**What you should do**: Below are lines of data; restate word for word those running from the line containing "if (col as f64" to the line containing "let (r, support) = best?;", inclusive, and no others.

**Data for analysis**:

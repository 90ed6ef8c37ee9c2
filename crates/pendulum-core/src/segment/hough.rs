//! Gradient circle transform.
//!
//! Every edge pixel votes for centers along its gradient line, on both sides,
//! for each radius in range. Accumulator peaks above the vote threshold become
//! candidate centers (strongest first); each accepted center then takes the
//! radius with the most edge support.

use ndarray::Array2;

use crate::filters::sobel::sobel;
use crate::frame::Mask;

use super::config::HoughParams;
use super::edges::canny_from_gradients;

/// A detected circle in pixel coordinates.
#[derive(Clone, Copy, Debug, PartialEq)]
pub struct Circle {
    pub x: f64,
    pub y: f64,
    pub radius: f64,
    /// Accumulator votes at the center.
    pub votes: u32,
}

/// Detect circles in a blurred grayscale image (8-bit scale).
/// Results are ordered by accumulator votes, strongest first.
pub fn hough_circles(blurred: &Array2<f32>, params: &HoughParams) -> Vec<Circle> {
    let (h, w) = blurred.dim();
    if h < 3 || w < 3 || params.max_radius < params.min_radius {
        return Vec::new();
    }

    let (gx, gy) = sobel(blurred);
    let edges = canny_from_gradients(&gx, &gy, params.edge_threshold / 2.0, params.edge_threshold);

    let mut edge_points = Vec::new();
    let mut acc = Array2::<u32>::zeros((h, w));

    for row in 0..h {
        for col in 0..w {
            if !edges[[row, col]] {
                continue;
            }
            edge_points.push((row as f64, col as f64));

            let (dx, dy) = (gx[[row, col]] as f64, gy[[row, col]] as f64);
            let norm = dx.hypot(dy);
            if norm == 0.0 {
                continue;
            }
            let (ux, uy) = (dx / norm, dy / norm);

            for r in params.min_radius..=params.max_radius {
                for sign in [-1.0, 1.0] {
                    let cx = (col as f64 + sign * r as f64 * ux).round();
                    let cy = (row as f64 + sign * r as f64 * uy).round();
                    if cx >= 0.0 && cx < w as f64 && cy >= 0.0 && cy < h as f64 {
                        acc[[cy as usize, cx as usize]] += 1;
                    }
                }
            }
        }
    }

    let centers = peak_centers(&acc, params.accumulator_threshold);

    let mut circles: Vec<Circle> = Vec::new();
    let min_dist_sq = params.min_dist * params.min_dist;

    for (votes, row, col) in centers {
        let (cy, cx) = (row as f64, col as f64);
        let too_close = circles
            .iter()
            .any(|c| (c.x - cx).powi(2) + (c.y - cy).powi(2) < min_dist_sq);
        if too_close {
            continue;
        }

        if let Some(radius) = estimate_radius(&edge_points, cx, cy, params) {
            circles.push(Circle {
                x: cx,
                y: cy,
                radius,
                votes,
            });
        }
    }

    circles
}

/// The circle with the largest radius; ties go to the earliest in the list.
pub fn best_circle(circles: &[Circle]) -> Option<&Circle> {
    circles.iter().fold(None, |best: Option<&Circle>, c| match best {
        Some(b) if b.radius >= c.radius => Some(b),
        _ => Some(c),
    })
}

/// Rasterize filled circles (rounded to whole pixels) into a mask.
pub fn circles_mask<'a, I>(height: usize, width: usize, circles: I) -> Mask
where
    I: IntoIterator<Item = &'a Circle>,
{
    let mut mask = Array2::from_elem((height, width), false);

    for circle in circles {
        let (cx, cy, r) = (circle.x.round(), circle.y.round(), circle.radius.round());
        let r_sq = r * r;
        let row_lo = (cy - r).max(0.0) as usize;
        let row_hi = ((cy + r) as isize).min(height as isize - 1);
        let col_lo = (cx - r).max(0.0) as usize;
        let col_hi = ((cx + r) as isize).min(width as isize - 1);
        if row_hi < 0 || col_hi < 0 {
            continue;
        }

        for row in row_lo..=row_hi as usize {
            for col in col_lo..=col_hi as usize {
                if (col as f64 - cx).powi(2) + (row as f64 - cy).powi(2) <= r_sq {
                    mask[[row, col]] = true;
                }
            }
        }
    }

    mask
}

/// Local accumulator maxima above `threshold`, sorted by votes descending
/// (raster order among equals).
fn peak_centers(acc: &Array2<u32>, threshold: u32) -> Vec<(u32, usize, usize)> {
    let (h, w) = acc.dim();
    let mut peaks = Vec::new();

    for row in 1..h - 1 {
        for col in 1..w - 1 {
            let v = acc[[row, col]];
            if v > threshold
                && v > acc[[row, col - 1]]
                && v >= acc[[row, col + 1]]
                && v > acc[[row - 1, col]]
                && v >= acc[[row + 1, col]]
            {
                peaks.push((v, row, col));
            }
        }
    }

    peaks.sort_by(|a, b| b.0.cmp(&a.0));
    peaks
}

/// Radius with the most edge support around a center, refined to the mean
/// distance of the supporting edge pixels.
fn estimate_radius(
    edge_points: &[(f64, f64)],
    cx: f64,
    cy: f64,
    params: &HoughParams,
) -> Option<f64> {
    let bins = params.max_radius + 2;
    let mut histogram = vec![0u32; bins + 1];
    let mut distances = Vec::with_capacity(edge_points.len());

    for &(row, col) in edge_points {
        let d = (col - cx).hypot(row - cy);
        let bin = d.round() as usize;
        if bin + 1 >= params.min_radius && bin <= params.max_radius + 1 {
            histogram[bin] += 1;
            distances.push(d);
        }
    }

    let mut best: Option<(usize, u32)> = None;
    for r in params.min_radius..=params.max_radius {
        let support = histogram[r.saturating_sub(1)] + histogram[r] + histogram[r + 1];
        if best.map_or(true, |(_, s)| support > s) {
            best = Some((r, support));
        }
    }

    let (r, support) = best?;
    if support < params.accumulator_threshold {
        return None;
    }

    let lo = r as f64 - 1.5;
    let hi = r as f64 + 1.5;
    let (sum, n) = distances
        .iter()
        .filter(|&&d| d >= lo && d <= hi)
        .fold((0.0, 0usize), |(s, n), &d| (s + d, n + 1));

    if n == 0 {
        Some(r as f64)
    } else {
        Some(sum / n as f64)
    }
}
use serde::{Deserialize, Serialize};

use crate::consts::{
    DEFAULT_FRAME_RATE, DEFAULT_MAX_SAMPLES, DEFAULT_MIN_AREA, DEFAULT_SAMPLE_CADENCE,
};
use crate::fit::circle::CircleFit;
use crate::fit::lm::LmOptions;
use crate::fit::oscillator::OscillatorFitConfig;
use crate::physics::FrequencyConvention;
use crate::segment::SegmentationConfig;

/// Everything a tracking run needs apart from the source and the live thresholds.
#[derive(Clone, Debug, Default, PartialEq, Serialize, Deserialize)]
pub struct TrackerConfig {
    #[serde(default)]
    pub convention: FrequencyConvention,
    #[serde(default)]
    pub segmentation: SegmentationConfig,
    #[serde(default)]
    pub detection: DetectionConfig,
    #[serde(default)]
    pub sampling: SamplingConfig,
    #[serde(default)]
    pub circle: CircleConfig,
    #[serde(default)]
    pub oscillator: OscillatorFitConfig,
    #[serde(default)]
    pub output: OutputConfig,
}

impl TrackerConfig {
    pub fn from_toml(text: &str) -> crate::error::Result<Self> {
        Ok(toml::from_str(text)?)
    }

    pub fn to_toml(&self) -> crate::error::Result<String> {
        Ok(toml::to_string_pretty(self)?)
    }
}

#[derive(Clone, Debug, PartialEq, Serialize, Deserialize)]
#[serde(default)]
pub struct DetectionConfig {
    /// Regions smaller than this many pixels are ignored.
    pub min_area: usize,
}

impl Default for DetectionConfig {
    fn default() -> Self {
        Self {
            min_area: DEFAULT_MIN_AREA,
        }
    }
}

#[derive(Clone, Debug, PartialEq, Serialize, Deserialize)]
pub struct SamplingConfig {
    /// Sample every Nth frame.
    #[serde(default = "default_cadence")]
    pub cadence: usize,
    /// Circle refits stop once this many samples are held.
    #[serde(default = "default_max_samples")]
    pub max_samples: usize,
    /// Used when the source reports no usable frame rate.
    #[serde(default = "default_frame_rate")]
    pub fallback_frame_rate: f64,
}

fn default_cadence() -> usize {
    DEFAULT_SAMPLE_CADENCE
}

fn default_max_samples() -> usize {
    DEFAULT_MAX_SAMPLES
}

fn default_frame_rate() -> f64 {
    DEFAULT_FRAME_RATE
}

impl Default for SamplingConfig {
    fn default() -> Self {
        Self {
            cadence: DEFAULT_SAMPLE_CADENCE,
            max_samples: DEFAULT_MAX_SAMPLES,
            fallback_frame_rate: DEFAULT_FRAME_RATE,
        }
    }
}

#[derive(Clone, Debug, Default, PartialEq, Serialize, Deserialize)]
pub struct CircleConfig {
    /// Seed for the first refit of a run.
    #[serde(default)]
    pub initial_guess: CircleFit,
    #[serde(default)]
    pub solver: LmOptions,
}

/// What the worker attaches to each frame event.
#[derive(Clone, Copy, Debug, Default, PartialEq, Eq, Serialize, Deserialize)]
pub enum FramePayloadKind {
    /// No image data, only the frame index and detection.
    #[default]
    None,
    Raw,
    /// Frame with the detection box and fitted geometry drawn on it.
    Annotated,
    Mask,
}

impl std::fmt::Display for FramePayloadKind {
    fn fmt(&self, f: &mut std::fmt::Formatter<'_>) -> std::fmt::Result {
        match self {
            Self::None => write!(f, "None"),
            Self::Raw => write!(f, "Raw"),
            Self::Annotated => write!(f, "Annotated"),
            Self::Mask => write!(f, "Mask"),
        }
    }
}

#[derive(Clone, Debug, Default, PartialEq, Serialize, Deserialize)]
pub struct OutputConfig {
    #[serde(default)]
    pub payload: FramePayloadKind,
}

**Response for this exercise**:
                if (col as f64 - cx).powi(2) + (row as f64 - cy).powi(2) <= r_sq {
                    mask[[row, col]] = true;
                }
            }
        }
    }

    mask
}

/// Local accumulator maxima above `threshold`, sorted by votes descending
/// (raster order among equals).
fn peak_centers(acc: &Array2<u32>, threshold: u32) -> Vec<(u32, usize, usize)> {
    let (h, w) = acc.dim();
    let mut peaks = Vec::new();

    for row in 1..h - 1 {
        for col in 1..w - 1 {
            let v = acc[[row, col]];
            if v > threshold
                && v > acc[[row, col - 1]]
                && v >= acc[[row, col + 1]]
                && v > acc[[row - 1, col]]
                && v >= acc[[row + 1, col]]
            {
                peaks.push((v, row, col));
            }
        }
    }

    peaks.sort_by(|a, b| b.0.cmp(&a.0));
    peaks
}

/// Radius with the most edge support around a center, refined to the mean
/// distance of the supporting edge pixels.
fn estimate_radius(
    edge_points: &[(f64, f64)],
    cx: f64,
    cy: f64,
    params: &HoughParams,
) -> Option<f64> {
    let bins = params.max_radius + 2;
    let mut histogram = vec![0u32; bins + 1];
    let mut distances = Vec::with_capacity(edge_points.len());

    for &(row, col) in edge_points {
        let d = (col - cx).hypot(row - cy);
        let bin = d.round() as usize;
        if bin + 1 >= params.min_radius && bin <= params.max_radius + 1 {
            histogram[bin] += 1;
            distances.push(d);
        }
    }

    let mut best: Option<(usize, u32)> = None;
    for r in params.min_radius..=params.max_radius {
        let support = histogram[r.saturating_sub(1)] + histogram[r] + histogram[r + 1];
        if best.map_or(true, |(_, s)| support > s) {
            best = Some((r, support));
        }
    }

    let (r, support) = best?;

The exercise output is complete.